▸ The problem: From the entries, filter out every line that lacks "sinuca" and copy the rest.

Saved data entries
Segment Open

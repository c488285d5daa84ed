//! Command-line driver for the non-uniform cache hierarchy simulator.
//!
//! Loads a YAML configuration, builds the component graph it describes,
//! attaches a binary trace, runs the clock loop to completion (or to
//! `--max-instructions`), and reports per-component statistics.

use std::path::PathBuf;
use std::process;

use clap::Parser;
use tracing_subscriber::EnvFilter;

use nuca_sim_core::builder::{Builder, ClassRegistry};
use nuca_sim_core::config;
use nuca_sim_core::trace::TraceReader;
use nuca_sim_core::{Engine, SimError, SimResult};

/// The one trace-reader implementation this build ships; `--trace` is
/// validated against this registry rather than hardwired, so adding a
/// second implementation later is a one-line change here, not a breaking
/// flag removal.
const KNOWN_TRACE_READERS: &[&str] = &["sinuca"];

#[derive(Parser, Debug)]
#[command(
    name = "nuca-sim",
    author,
    version,
    about = "Cycle-accurate architectural simulator for non-uniform cache hierarchies",
    long_about = "Loads a YAML component graph and a binary instruction trace, runs the \
                  clock loop to trace exhaustion (or a requested instruction cap), and \
                  reports per-component statistics.\n\n\
                  Example:\n  nuca-sim -c topology.yaml --trace-dir traces --prefix qsort"
)]
struct Cli {
    /// Root configuration file describing the component graph.
    #[arg(short = 'c', long = "config")]
    config: PathBuf,

    /// Trace-reader implementation to use. Only one ships today; the flag
    /// exists for forward compatibility with future formats.
    #[arg(short = 't', long = "trace", default_value = "sinuca")]
    trace: String,

    /// Directory holding the three trace files.
    #[arg(long = "trace-dir")]
    trace_dir: PathBuf,

    /// Image name the trace files are named after
    /// (`<trace-dir>/<type>_<prefix>[_tid<n>].trace`).
    #[arg(long = "prefix")]
    prefix: String,

    /// Stop after this many instructions have been fetched, even if the
    /// trace has not yet been exhausted.
    #[arg(long = "max-instructions")]
    max_instructions: Option<u64>,

    /// Raise log verbosity (stackable: -v, -vv, -vvv).
    #[arg(short = 'v', long = "verbose", action = clap::ArgAction::Count)]
    verbose: u8,

    /// Print license information and exit.
    #[arg(short = 'l', long = "license")]
    license: bool,

    /// Write end-of-run statistics as JSON to this file, in addition to the
    /// plain-text report on stdout.
    #[arg(long = "stats-json")]
    stats_json: Option<PathBuf>,
}

fn main() {
    let cli = Cli::parse();

    if cli.license {
        print_license();
        return;
    }

    init_logging(cli.verbose);

    if let Err(e) = run(&cli) {
        tracing::error!("{e}");
        eprintln!("error: {e}");
        process::exit(1);
    }
}

fn print_license() {
    println!("nuca-sim {}", env!("CARGO_PKG_VERSION"));
    println!("License: {}", env!("CARGO_PKG_LICENSE"));
    println!("See LICENSE-MIT and LICENSE-APACHE in the source distribution for full text.");
}

fn init_logging(verbose: u8) {
    let default_directive = match verbose {
        0 => "nuca_sim_cli=info,nuca_sim_core=info",
        1 => "nuca_sim_cli=debug,nuca_sim_core=debug",
        _ => "nuca_sim_cli=trace,nuca_sim_core=trace",
    };
    let filter = EnvFilter::try_from_default_env().unwrap_or_else(|_| EnvFilter::new(default_directive));
    tracing_subscriber::fmt()
        .with_env_filter(filter)
        .with_writer(std::io::stderr)
        .init();
}

fn run(cli: &Cli) -> SimResult<()> {
    if !KNOWN_TRACE_READERS.contains(&cli.trace.as_str()) {
        return Err(SimError::build(
            "cli",
            format!("unknown trace reader '{}': known readers are {KNOWN_TRACE_READERS:?}", cli.trace),
        ));
    }

    let root = config::load_file(&cli.config)?;

    let registry = ClassRegistry::standard();
    let mut engine = Engine::new();
    Builder::build(&root, &registry, &mut engine)?;
    engine.finish_build()?;

    let reader = TraceReader::open(&cli.trace_dir, &cli.prefix)?;
    engine.set_trace_reader(reader);

    engine.run(cli.max_instructions)?;

    let stdout = std::io::stdout();
    let mut out = stdout.lock();
    engine.print_statistics(&mut out).map_err(|e| SimError::build("cli", format!("writing statistics: {e}")))?;

    if let Some(path) = &cli.stats_json {
        write_stats_json(&engine, path)?;
    }

    Ok(())
}

/// Re-renders the plain-text statistics report as a flat JSON object,
/// `key: value` lines becoming string-keyed fields (numeric values parsed
/// as JSON numbers, everything else kept as a JSON string). This sidesteps
/// threading a second, structured statistics API through every component
/// just for this one ambient export path.
fn write_stats_json(engine: &Engine, path: &std::path::Path) -> SimResult<()> {
    let mut buf = Vec::new();
    engine
        .print_statistics(&mut buf)
        .map_err(|e| SimError::build("cli", format!("rendering statistics for json export: {e}")))?;
    let text = String::from_utf8(buf).map_err(|e| SimError::build("cli", format!("statistics output was not utf8: {e}")))?;

    let mut fields = serde_json::Map::new();
    for line in text.lines() {
        let Some((key, value)) = line.split_once(':') else {
            continue;
        };
        let key = key.trim().to_string();
        let value = value.trim();
        let json_value = value
            .parse::<i64>()
            .map(serde_json::Value::from)
            .or_else(|_| value.parse::<f64>().map(serde_json::Value::from))
            .unwrap_or_else(|_| serde_json::Value::String(value.to_string()));
        fields.insert(key, json_value);
    }

    let json = serde_json::Value::Object(fields);
    let rendered = serde_json::to_string_pretty(&json).map_err(|e| SimError::build("cli", format!("serializing statistics: {e}")))?;
    std::fs::write(path, rendered).map_err(|e| SimError::build("cli", format!("writing {}: {e}", path.display())))?;
    Ok(())
}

Segment Closed

▸ Response to the task:
const KNOWN_TRACE_READERS: &[&str] = &["sinuca"];
    #[arg(short = 't', long = "trace", default_value = "sinuca")]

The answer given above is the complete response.